REQUIRED WORK: Output, please, exactly those lines of the listing that come before the line with "the configured level", along with that line itself.

Start of Block

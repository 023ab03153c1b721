//! Tracing subscriber initialisation
//!
//! The engine itself only emits `tracing` events; the host application calls
//! [`init_tracing`] once at startup to route them to stderr or a log file.

use crate::config::LoggingConfig;
use crate::{Error, Result};
use std::fs::OpenOptions;
use std::sync::Mutex;
use tracing_subscriber::{fmt, layer::SubscriberExt, util::SubscriberInitExt, EnvFilter};

/// Build the filter: `RUST_LOG` wins over the configured level
pub fn build_filter(config: &LoggingConfig) -> EnvFilter {
    EnvFilter::try_from_default_env().unwrap_or_else(|_| EnvFilter::new(&config.level))
}

/// Install the global subscriber
///
/// Returns `Ok(false)` if a global subscriber was already installed (tests,
/// or a host that configured tracing itself).
pub fn init_tracing(config: &LoggingConfig) -> Result<bool> {
    let file_layer = match &config.file {
        Some(path) => {
            let file = OpenOptions::new()
                .create(true)
                .append(true)
                .open(path)
                .map_err(|e| {
                    Error::Config(format!("Cannot open log file {}: {}", path.display(), e))
                })?;
            Some(fmt::layer().with_ansi(false).with_writer(Mutex::new(file)))
        }
        None => None,
    };
    let stderr_layer = if file_layer.is_none() {
        Some(fmt::layer().with_writer(std::io::stderr))
    } else {
        None
    };

    let installed = tracing_subscriber::registry()
        .with(build_filter(config))
        .with(file_layer)
        .with(stderr_layer)
        .try_init()
        .is_ok();
    Ok(installed)
}
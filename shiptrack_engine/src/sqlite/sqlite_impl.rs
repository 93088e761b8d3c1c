//! `SqliteDatabase` is the concrete shipment store shipped with the engine.
use std::fmt::Debug;

use log::*;
use sqlx::SqlitePool;

use super::db::{db_url, new_pool, shipments};
use crate::{
    db_types::{NewShipment, OrderId, ShipmentRecord, ShipmentUpdate},
    traits::{ShipmentManagement, ShipmentStoreError},
};

#[derive(Clone)]
pub struct SqliteDatabase {
    url: String,
    pool: SqlitePool,
}

impl Debug for SqliteDatabase {
    fn fmt(&self, f: &mut std::fmt::Formatter<'_>) -> std::fmt::Result {
        writeln!(f, "SqliteDatabase ({:?})", self.pool)
    }
}

impl ShipmentManagement for SqliteDatabase {
    async fn insert_shipment(&self, shipment: NewShipment) -> Result<ShipmentRecord, ShipmentStoreError> {
        let mut conn = self.pool.acquire().await?;
        shipments::insert_shipment(shipment, &mut conn).await
    }

    async fn fetch_shipment(&self, order_id: &OrderId) -> Result<Option<ShipmentRecord>, ShipmentStoreError> {
        let mut conn = self.pool.acquire().await?;
        let shipment = shipments::fetch_shipment_by_order_id(order_id, &mut conn).await?;
        Ok(shipment)
    }

    async fn fetch_reconciliation_candidates(&self, limit: i64) -> Result<Vec<ShipmentRecord>, ShipmentStoreError> {
        let mut conn = self.pool.acquire().await?;
        let candidates = shipments::fetch_reconciliation_candidates(limit, &mut conn).await?;
        Ok(candidates)
    }

    async fn apply_carrier_update(
        &self,
        order_id: &OrderId,
        expected_version: i64,
        update: ShipmentUpdate,
    ) -> Result<ShipmentRecord, ShipmentStoreError> {
        let mut conn = self.pool.acquire().await?;
        shipments::apply_carrier_update(order_id, expected_version, update, &mut conn).await
    }
}

impl SqliteDatabase {
    /// Creates a new database API object using the `STK_DATABASE_URL` environment variable.
    pub async fn new(max_connections: u32) -> Result<Self, sqlx::Error> {
        let url = db_url();
        SqliteDatabase::new_with_url(url.as_str(), max_connections).await
    }

    pub async fn new_with_url(url: &str, max_connections: u32) -> Result<Self, sqlx::Error> {
        trace!("🗃️ Creating new database connection pool with url {url}");
        let pool = new_pool(url, max_connections).await?;
        let url = url.to_string();
        Ok(Self { url, pool })
    }

    pub fn url(&self) -> &str {
        self.url.as_str()
    }

    /// Returns a reference to the database connection pool.
    pub fn pool(&self) -> &SqlitePool {
        &self.pool
    }

    pub async fn close(&self) {
        self.pool.close().await;
        debug!("🗃️ Database connection pool closed");
    }
}
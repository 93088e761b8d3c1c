use chrono::{DateTime, Utc};
use serde::{Deserialize, Serialize};
use shiptrack_common::Secret;
use shiptrack_engine::ReconciliationRunSummary;

/// The body returned by the reconciliation trigger.
#[derive(Debug, Clone, Serialize, Deserialize)]
pub struct ReconcileResponse {
    pub success: bool,
    pub message: String,
    pub results: ReconciliationRunSummary,
    pub timestamp: DateTime<Utc>,
}

impl ReconcileResponse {
    pub fn completed(results: ReconciliationRunSummary) -> Self {
        Self {
            success: true,
            message: format!("Reconciliation run complete. {results}"),
            results,
            timestamp: Utc::now(),
        }
    }
}

/// The shared secret that callers of protected routes must present as a bearer token.
#[derive(Debug, Clone)]
pub struct CronSecret(pub Secret<String>);
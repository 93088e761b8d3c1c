//! Delivers shipment notifications queued by the engine.
//!
//! The engine only publishes [`ShipmentNotification`]s into the event channel. The handler built here picks them up
//! and POSTs them as JSON to a webhook (a mailer, a chat bot, the storefront's own notification service). Without a
//! webhook, notifications are written to the log and dropped.
use std::{sync::Arc, time::Duration};

use futures::future::BoxFuture;
use log::*;
use reqwest::Client;
use shiptrack_engine::{
    events::{EventHandler, Handler},
    NotificationError,
    ShipmentNotification,
};

pub const NOTIFICATION_BUFFER_SIZE: usize = 25;
const WEBHOOK_TIMEOUT: Duration = Duration::from_secs(10);

#[derive(Clone)]
pub struct WebhookNotifier {
    url: String,
    client: Arc<Client>,
}

impl WebhookNotifier {
    pub fn new(url: String) -> Result<Self, NotificationError> {
        let client = Client::builder()
            .timeout(WEBHOOK_TIMEOUT)
            .build()
            .map_err(|e| NotificationError::DeliveryFailed(e.to_string()))?;
        Ok(Self { url, client: Arc::new(client) })
    }

    pub async fn deliver(&self, notification: &ShipmentNotification) -> Result<(), NotificationError> {
        let response = self
            .client
            .post(&self.url)
            .json(notification)
            .send()
            .await
            .map_err(|e| NotificationError::DeliveryFailed(e.to_string()))?;
        let status = response.status();
        if status.is_success() {
            Ok(())
        } else {
            let body = response.text().await.unwrap_or_default();
            Err(NotificationError::DeliveryFailed(format!("Webhook responded with {status}. {body}")))
        }
    }
}

/// Builds the event handler that consumes shipment notifications. Spawn [`EventHandler::start_handler`] and hand
/// [`EventHandler::subscribe`] to the engine.
pub fn create_notification_handler(
    webhook_url: Option<String>,
) -> Result<EventHandler<ShipmentNotification>, NotificationError> {
    let handler: Handler<ShipmentNotification> = match webhook_url {
        Some(url) => {
            let notifier = WebhookNotifier::new(url)?;
            Arc::new(move |notification: ShipmentNotification| -> BoxFuture<'static, ()> {
                let notifier = notifier.clone();
                Box::pin(async move {
                    match notifier.deliver(&notification).await {
                        Ok(()) => info!(
                            "📬️ {} notification for order {} delivered to {}",
                            notification.status, notification.order_id, notifier.url
                        ),
                        Err(e) => error!(
                            "📬️ Could not deliver {} notification for order {}. {e}",
                            notification.status, notification.order_id
                        ),
                    }
                })
            })
        },
        None => Arc::new(|notification: ShipmentNotification| -> BoxFuture<'static, ()> {
            Box::pin(async move {
                info!(
                    "📬️ Shipment for order {} is now {} ({}). Notification for '{}' not delivered: no webhook \
                     configured",
                    notification.order_id,
                    notification.status,
                    notification.vendor_status_text.as_deref().unwrap_or("no carrier text"),
                    notification.destination
                );
            })
        }),
    };
    Ok(EventHandler::new(NOTIFICATION_BUFFER_SIZE, handler))
}
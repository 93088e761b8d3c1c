//! # Shipment tracking engine API
//!
//! [`reconciliation_api::ReconciliationApi`] brings stored shipments up to date with the carrier.
//! [`shipment_api::ShipmentApi`] answers read queries about a single shipment.
//!
//! Both are generic over the store and the carrier, so that the server can wire in the real backends and tests can
//! use fakes.
pub mod errors;
pub mod rate_limit;
pub mod reconcile_objects;
pub mod reconciliation_api;
pub mod shipment_api;
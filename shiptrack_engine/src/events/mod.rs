mod channel;
mod dispatcher;

pub use channel::{ChannelClosed, EventHandler, EventProducer, Handler};
pub use dispatcher::ChannelDispatcher;
use carrier_tools::{CarrierApiError, ReceiverDetails, ShipmentReport};
use mockall::mock;
use shiptrack_engine::{
    db_types::{NewShipment, OrderId, ShipmentRecord, ShipmentUpdate},
    CarrierGateway,
    NotificationDispatcher,
    NotificationError,
    ShipmentManagement,
    ShipmentNotification,
    ShipmentStoreError,
};

mock! {
    pub ShipmentStore {}
    impl ShipmentManagement for ShipmentStore {
        async fn insert_shipment(&self, shipment: NewShipment) -> Result<ShipmentRecord, ShipmentStoreError>;
        async fn fetch_shipment(&self, order_id: &OrderId) -> Result<Option<ShipmentRecord>, ShipmentStoreError>;
        async fn fetch_reconciliation_candidates(&self, limit: i64) -> Result<Vec<ShipmentRecord>, ShipmentStoreError>;
        async fn apply_carrier_update(&self, order_id: &OrderId, expected_version: i64, update: ShipmentUpdate) -> Result<ShipmentRecord, ShipmentStoreError>;
    }
}

mock! {
    pub Carrier {}
    impl CarrierGateway for Carrier {
        async fn fetch_shipment_report(&self, integration_code: &str) -> Result<ShipmentReport, CarrierApiError>;
        async fn fetch_receiver_details(&self, integration_code: &str) -> Result<ReceiverDetails, CarrierApiError>;
    }
}

mock! {
    pub Dispatcher {}
    impl NotificationDispatcher for Dispatcher {
        async fn send(&self, notification: ShipmentNotification) -> Result<(), NotificationError>;
    }
}
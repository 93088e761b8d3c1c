use std::{env, str::FromStr, time::Duration};

use carrier_tools::CarrierConfig;
use chrono::{FixedOffset, Offset, Utc};
use log::*;
use shiptrack_common::Secret;
use shiptrack_engine::{
    helpers::TrackingUrlTemplate,
    ste_api::reconcile_objects::{DEFAULT_BATCH_SIZE, DEFAULT_CALL_INTERVAL, DEFAULT_WAIT_WINDOW_HOURS},
    ReconcileOptions,
};

const DEFAULT_STK_HOST: &str = "127.0.0.1";
const DEFAULT_STK_PORT: u16 = 8470;

#[derive(Clone, Debug)]
pub struct ServerConfig {
    pub host: String,
    pub port: u16,
    pub database_url: String,
    /// The bearer token that schedulers and admin tools must present. If empty, every protected request is refused.
    pub cron_secret: Secret<String>,
    /// How often the built-in worker runs a reconciliation pass. `None` leaves it to an external scheduler.
    pub reconcile_interval: Option<Duration>,
    pub reconcile: ReconcileOptions,
    /// Where notifications are POSTed. `None` means they are only logged.
    pub notification_webhook: Option<String>,
    pub carrier: CarrierConfig,
}

impl Default for ServerConfig {
    fn default() -> Self {
        Self {
            host: DEFAULT_STK_HOST.to_string(),
            port: DEFAULT_STK_PORT,
            database_url: String::default(),
            cron_secret: Secret::default(),
            reconcile_interval: None,
            reconcile: ReconcileOptions::default(),
            notification_webhook: None,
            carrier: CarrierConfig::default(),
        }
    }
}

impl ServerConfig {
    pub fn new(host: &str, port: u16) -> Self {
        Self { host: host.to_string(), port, ..Default::default() }
    }

    pub fn from_env_or_default() -> Self {
        let host = env::var("STK_HOST").ok().unwrap_or_else(|| DEFAULT_STK_HOST.into());
        let port = parse_env("STK_PORT", DEFAULT_STK_PORT);
        let database_url = env::var("STK_DATABASE_URL").ok().unwrap_or_else(|| {
            error!("🪛️ STK_DATABASE_URL is not set. Please set it to the URL for the shipment database.");
            String::default()
        });
        let cron_secret = Secret::new(env::var("STK_CRON_SECRET").ok().unwrap_or_else(|| {
            error!("🪛️ STK_CRON_SECRET is not set. All reconciliation trigger requests will be refused.");
            String::default()
        }));
        let reconcile_interval = match parse_env::<u64>("STK_RECONCILE_INTERVAL_MINS", 0) {
            0 => {
                info!("🪛️ Built-in reconciliation scheduler is disabled. Runs must be triggered externally.");
                None
            },
            mins => Some(Duration::from_secs(mins * 60)),
        };
        let reconcile = reconcile_options_from_env();
        let notification_webhook = env::var("STK_NOTIFY_WEBHOOK_URL").ok().filter(|s| !s.trim().is_empty());
        if notification_webhook.is_none() {
            info!("🪛️ STK_NOTIFY_WEBHOOK_URL is not set. Shipment notifications will only be logged.");
        }
        let carrier = CarrierConfig::new_from_env_or_default();
        Self { host, port, database_url, cron_secret, reconcile_interval, reconcile, notification_webhook, carrier }
    }
}

fn reconcile_options_from_env() -> ReconcileOptions {
    let batch_size = match parse_env("STK_BATCH_SIZE", DEFAULT_BATCH_SIZE) {
        n if n > 0 => n,
        n => {
            warn!("🪛️ STK_BATCH_SIZE must be positive, but was {n}. Using {DEFAULT_BATCH_SIZE} instead.");
            DEFAULT_BATCH_SIZE
        },
    };
    let wait_window = chrono::Duration::hours(parse_env("STK_WAIT_WINDOW_HOURS", DEFAULT_WAIT_WINDOW_HOURS));
    let call_interval = Duration::from_millis(parse_env(
        "STK_CARRIER_CALL_INTERVAL_MS",
        DEFAULT_CALL_INTERVAL.as_millis() as u64,
    ));
    let tracking_url_template = env::var("STK_TRACKING_URL_TEMPLATE")
        .ok()
        .map(TrackingUrlTemplate::from)
        .unwrap_or_else(|| {
            let template = TrackingUrlTemplate::default();
            warn!("🪛️ STK_TRACKING_URL_TEMPLATE is not set. Using {template}");
            template
        });
    let notification_destination = env::var("STK_NOTIFY_DESTINATION").ok().unwrap_or_default();
    let offset_mins = parse_env("STK_CARRIER_UTC_OFFSET_MINS", 0i32);
    let carrier_utc_offset = utc_offset_from_minutes(offset_mins).unwrap_or_else(|| {
        warn!("🪛️ STK_CARRIER_UTC_OFFSET_MINS is out of range ({offset_mins}). Assuming the carrier reports UTC.");
        Utc.fix()
    });
    ReconcileOptions {
        batch_size,
        wait_window,
        call_interval,
        tracking_url_template,
        notification_destination,
        carrier_utc_offset,
    }
}

fn utc_offset_from_minutes(minutes: i32) -> Option<FixedOffset> {
    minutes.checked_mul(60).and_then(FixedOffset::east_opt)
}

/// Reads and parses an environment variable, falling back to `default` (with a log entry) if it is missing or invalid.
fn parse_env<T>(name: &str, default: T) -> T
where
    T: FromStr + std::fmt::Display,
    T::Err: std::fmt::Display,
{
    match env::var(name) {
        Ok(s) => s.trim().parse::<T>().unwrap_or_else(|e| {
            error!("🪛️ {s} is not a valid value for {name}. {e} Using the default, {default}, instead.");
            default
        }),
        Err(_) => {
            debug!("🪛️ {name} is not set. Using the default, {default}.");
            default
        },
    }
}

End of Block

OUTPUT FOR THIS EXERCISE:
repository 023ab03153c1b721
//! Tracing subscriber initialisation
//!
//! The engine itself only emits `tracing` events; the host application calls
//! [`init_tracing`] once at startup to route them to stderr or a log file.

use crate::config::LoggingConfig;
use crate::{Error, Result};
use std::fs::OpenOptions;
use std::sync::Mutex;
use tracing_subscriber::{fmt, layer::SubscriberExt, util::SubscriberInitExt, EnvFilter};

/// Build the filter: `RUST_LOG` wins over the configured level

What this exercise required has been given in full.